The aforementioned “secret stimulus” is estimated to have injected $5.7 trillion into US markets in early 24. This was achieved by draining reverse repos + front-loading new bond issuance.
Finally, we think investors should pay close attention to what Minister Bessant said in an interview with CNBC last week:
“The markets and the economy have become addicted. We have become addicted to this government spending. There will be a detox period. There will be a detox period”.
Business Cycle/ISM
We have previously noted that the ISM data indicates the start of a new business cycle. We also recorded strong data on capex purchases and small business confidence. We think this is real, but the slowdown in growth is also evident. The data we saw last month was likely distorted by some manufacturers “frontloading” purchases in anticipation of tariffs. Since then, we have seen data on both services and new orders weaken. The February manufacturing PMI reading was 50.3, down from 50.9 in January.
Strategic Bitcoin Reserve
Until last Friday, we continued to see crypto natives hopeful about the strategic cryptocurrency/bitcoin reserve talks – even though the market has shrugged off this news multiple times over the past 6 weeks.
I think we can all agree that this has been a “buy the rumor, sell the news” event.
Is “cycle” thinking flawed?
We should also acknowledge that this “cycle” is different than past cycles.
For example:
BTC hit its first all-time high before the halving.
This cycle was much shorter, with only a two-year bull run.
The “altcoin season” has been very different, as BTC dominance has been gradually rising since the beginning of 23 years.
Bitcoin is now fully integrated into the financial system, with the support of the US government.
If “cycle thinking” is flawed, then we may not have reached the top yet. Instead, perhaps we are entering a pause/adjustment/consolidation phase before the next leg up, rather than a year-long bear market where prices may fall 75-80% (as we have seen in the past)?
Our view is that yes, cycles are evolving. That being said, we still expect that the bear market may take 9-12 months to end.
Summary

To summarize our views:
We believe we are currently in the "complacency" phase of the cycle as shown in the above chart.
All of the bullish catalysts that one could identify a few years ago have already played out.

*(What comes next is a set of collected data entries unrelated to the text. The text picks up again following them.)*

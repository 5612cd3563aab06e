//! Initiator/cause correlation for asynchronous operations.
//!
//! An initiator (`TimerInstall`, `ResourceSendRequest`, ...) is remembered
//! under the value of its join field; a later cause carrying the same value is
//! linked back to it.

use std::collections::HashMap;

use crate::record_type;
use crate::tracing_model::{Event, EventId};

/// One initiator kind: the cause names it triggers and the `data` field that
/// joins them.
#[derive(Debug, Clone)]
pub struct AsyncPairing {
    pub initiator: &'static str,
    pub causes: &'static [&'static str],
    pub join_by: &'static str,
}

pub const DEFAULT_PAIRINGS: &[AsyncPairing] = &[
    AsyncPairing {
        initiator: record_type::TIMER_INSTALL,
        causes: &[record_type::TIMER_FIRE],
        join_by: "timerId",
    },
    AsyncPairing {
        initiator: record_type::RESOURCE_SEND_REQUEST,
        causes: &[
            record_type::RESOURCE_RECEIVE_RESPONSE,
            record_type::RESOURCE_RECEIVED_DATA,
            record_type::RESOURCE_FINISH,
        ],
        join_by: "requestId",
    },
    AsyncPairing {
        initiator: record_type::REQUEST_ANIMATION_FRAME,
        causes: &[record_type::FIRE_ANIMATION_FRAME],
        join_by: "id",
    },
    AsyncPairing {
        initiator: record_type::REQUEST_IDLE_CALLBACK,
        causes: &[record_type::FIRE_IDLE_CALLBACK],
        join_by: "id",
    },
    AsyncPairing {
        initiator: record_type::WEB_SOCKET_CREATE,
        causes: &[
            record_type::WEB_SOCKET_SEND_HANDSHAKE_REQUEST,
            record_type::WEB_SOCKET_RECEIVE_HANDSHAKE_RESPONSE,
            record_type::WEB_SOCKET_DESTROY,
        ],
        join_by: "identifier",
    },
];

/// Outcome of feeding one event to the tracker.
#[derive(Debug, Clone, Copy, PartialEq, Eq)]
pub enum Correlation {
    /// Not part of any known pairing, or missing its join field.
    Unrelated,
    /// Remembered as an initiator.
    Initiator,
    /// A cause; carries the matching initiator when one was seen.
    Cause(Option<EventId>),
}

#[derive(Debug)]
pub struct AsyncEventTracker {
    pairings: HashMap<&'static str, &'static AsyncPairing>,
    cause_to_initiator: HashMap<&'static str, &'static str>,
    initiator_by_type: HashMap<&'static str, HashMap<String, EventId>>,
}

impl Default for AsyncEventTracker {
    fn default() -> Self {
        Self::new(DEFAULT_PAIRINGS)
    }
}

impl AsyncEventTracker {
    pub fn new(pairings: &'static [AsyncPairing]) -> Self {
        let mut by_initiator = HashMap::new();
        let mut cause_to_initiator = HashMap::new();
        let mut initiator_by_type = HashMap::new();
        for pairing in pairings {
            by_initiator.insert(pairing.initiator, pairing);
            initiator_by_type.insert(pairing.initiator, HashMap::new());
            for cause in pairing.causes {
                cause_to_initiator.insert(*cause, pairing.initiator);
            }
        }
        Self {
            pairings: by_initiator,
            cause_to_initiator,
            initiator_by_type,
        }
    }

    pub fn process_event(&mut self, id: EventId, event: &Event) -> Correlation {
        let cause_of = self.cause_to_initiator.get(event.name.as_str()).copied();
        let initiator_type = cause_of.unwrap_or(event.name.as_str());
        let Some(pairing) = self.pairings.get(initiator_type).copied() else {
            return Correlation::Unrelated;
        };
        let Some(key) = global_event_id(event, pairing.join_by) else {
            return Correlation::Unrelated;
        };
        let Some(initiators) = self.initiator_by_type.get_mut(pairing.initiator) else {
            return Correlation::Unrelated;
        };
        if cause_of.is_none() {
            initiators.insert(key, id);
            return Correlation::Initiator;
        }
        Correlation::Cause(initiators.get(&key).copied())
    }
}

/// `"{pid}.{value}"` for the `field` of the event's data payload, `None` when
/// the field is missing or falsy.
pub fn global_event_id(event: &Event, field: &str) -> Option<String> {
    let value = event.data().key(field)?;
    Some(format!("{}.{}", event.thread.pid, value))
}

#[cfg(test)]
mod tests {
    use super::*;
    use crate::tracing_model::{Categories, ThreadKey};
    use chrome_trace_format::Phase;
    use rstest::rstest;
    use serde_json::json;
    use std::sync::Arc;

    fn event(name: &str, pid: u32, data: serde_json::Value) -> Event {
        let mut event = Event::new(
            Arc::new(Categories::parse("devtools.timeline")),
            name,
            Phase::Complete,
            0.0,
            ThreadKey::new(pid, 1),
        );
        event.add_args(json!({ "data": data }).as_object().unwrap());
        event
    }

    #[test]
    fn timer_fire_links_to_install() {
        let mut tracker = AsyncEventTracker::default();
        let install = event("TimerInstall", 1, json!({"timerId": 5}));
        let unrelated = event("TimerInstall", 1, json!({"timerId": 6}));
        let fire = event("TimerFire", 1, json!({"timerId": 5}));
        assert_eq!(tracker.process_event(EventId(0), &install), Correlation::Initiator);
        assert_eq!(tracker.process_event(EventId(1), &unrelated), Correlation::Initiator);
        assert_eq!(
            tracker.process_event(EventId(2), &fire),
            Correlation::Cause(Some(EventId(0)))
        );
    }

    #[test]
    fn join_key_is_scoped_by_process() {
        let mut tracker = AsyncEventTracker::default();
        tracker.process_event(
            EventId(0),
            &event("ResourceSendRequest", 1, json!({"requestId": "r1"})),
        );
        let other_process = event("ResourceFinish", 2, json!({"requestId": "r1"}));
        assert_eq!(
            tracker.process_event(EventId(1), &other_process),
            Correlation::Cause(None)
        );
    }

    #[rstest]
    #[case("Layout", json!({"id": 1}))]
    #[case("TimerFire", json!({}))]
    #[case("TimerInstall", json!({"timerId": 0}))]
    fn unknown_or_keyless_events_are_ignored(#[case] name: &str, #[case] data: serde_json::Value) {
        let mut tracker = AsyncEventTracker::default();
        assert_eq!(
            tracker.process_event(EventId(0), &event(name, 1, data)),
            Correlation::Unrelated
        );
    }

    #[test]
    fn global_id_uses_begin_data_fallback() {
        let mut e = Event::new(
            Arc::new(Categories::parse("")),
            "ResourceSendRequest",
            Phase::Instant,
            0.0,
            ThreadKey::new(7, 1),
        );
        e.add_args(json!({"beginData": {"requestId": 12}}).as_object().unwrap());
        assert_eq!(global_event_id(&e, "requestId").as_deref(), Some("7.12"));
    }
}
/// Receives frames opened and closed by [`CpuProfileModel::for_each_frame`].
pub trait FrameVisitor {
    fn open_frame(&mut self, depth: i32, node: &CpuProfileNode, start_time: f64);

    fn close_frame(
        &mut self,
        depth: i32,
        node: &CpuProfileNode,
        start_time: f64,
        duration: f64,
        self_time: f64,
    );
}

#[derive(Debug, Clone)]
pub struct CpuProfileModel {
    nodes: Vec<CpuProfileNode>,
    pub profile_start_time: f64,
    pub profile_end_time: f64,
    /// Sample times in milliseconds, one more than the samples when known.
    pub timestamps: Vec<f64>,
    /// Leaf node per sample, as arena indices.
    pub samples: Option<Vec<usize>>,
    pub lines: Option<Vec<i64>>,
    pub total_hit_count: u64,
    pub max_depth: i32,
    pub total: f64,
    pub gc_node: Option<usize>,
    pub program_node: Option<usize>,
    pub idle_node: Option<usize>,
}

The economy may be heading for a recession. We think the message from the Trump administration is very clear. They are actually telling us that the economy needs to detox. We should take their word for it. This is very similar to Powell saying "pain is coming" before the rate hike in early 22. Our current thinking is that crypto is the canary in the coal mine. Traditional financial markets will slowly bleed/fall with it.
Given the extremely bearish sentiment, we could see the market rally to the low $90,000s for BTC in the short term. However, we think this will be sold off aggressively - which could kill any hopes of restoring bull market structure.
As always, we are open to being wrong. Our analysis is based on the information we have today. We will update our view as new information becomes available.
What would it take to get bullish again?
We would be watching for the following factors:
A reversal of fiscal tightening/DOGE efforts.
A significant tapering of the Fed/QE.
A massive influx of global liquidity driven by the Fed (not just China).
Big pullback/capitulation in the S&P 500/NASDAQ.
What worries us is that the bear market narrative is starting to become the consensus. This gives us some pause. But there are other factors to consider at this point - because the cycle top is coming and the bear market is coming.
Of course, there are many things to be optimistic about in the long run.
Crypto has indeed entered a "turning point" period. Now is the time to rebuild the financial system on public blockchains.
Not to mention, we love bear markets. As the tide recedes, it becomes easier to separate the noise from the signal of past cycles - which will prepare us for the next bull market.